HOA SUPERPOWERS: EPISODE 34
In this week’s episode of HOA Superpowers, our hero, Superpriority Lien Man, takes on his twin nemeses, the Due Process Clause and the Takings Clause. In the end, the Due Process Clause and the Takings Clause are simply not strong enough to overcome Superpriority Lien Man’s superpowers.

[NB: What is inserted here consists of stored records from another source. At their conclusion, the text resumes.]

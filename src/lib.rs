//! Session and route admission core for the Parlo language-learning client.
//!
//! One opaque bearer token lives in two physical slots (a script-readable one
//! and an edge-readable cookie). This crate keeps the two in sync, verifies the
//! token against the remote authority, derives the observable session state
//! consumed by UI gates, and decides route admission before any page renders.

pub mod admission;
pub mod cli;
pub mod edge;
pub mod errors;
pub mod session;

pub static APP_USER_AGENT: &str = concat!(env!("CARGO_PKG_NAME"), "/", env!("CARGO_PKG_VERSION"),);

Previously on HOA Superpowers: You will recall from previous episodes that the Nevada Legislature created Superpriority Lien Man in NRS 116.3116 – .31168 by endowing him with the powers of a superpriority lien to be used by Homeowners’ Associations for certain unpaid HOA assessments. Superpriority Lien Man’s chief superpower is the ability to foreclose upon properties subject to HOA liens and wipe out all other deeds and encumbrances on those properties. In Episode 16 (the famous “SFR Investments Pool 1, LLC v. U.S. Bank, N.A, 130 Nev. Adv. Op. 75, 334 P.3d 408 (2014)” episode), Superpriority Lien Man survived a vicious attack by a jilted mortgage holder. In that episode, the Nevada Supreme Court held that: (1) Superpriority Lien Man’s superpriority liens do, in fact, extinguish other deeds of trust (even first deeds), and; (2) Superpriority Lien Man can use nonjudicial foreclosure proceedings to foreclose on his superpriority liens. In this week’s episode, Superpriority Lien Man faces a renewed onslaught, this time through the Nevada and United States Constitutions’ Due Process and Takings Clauses.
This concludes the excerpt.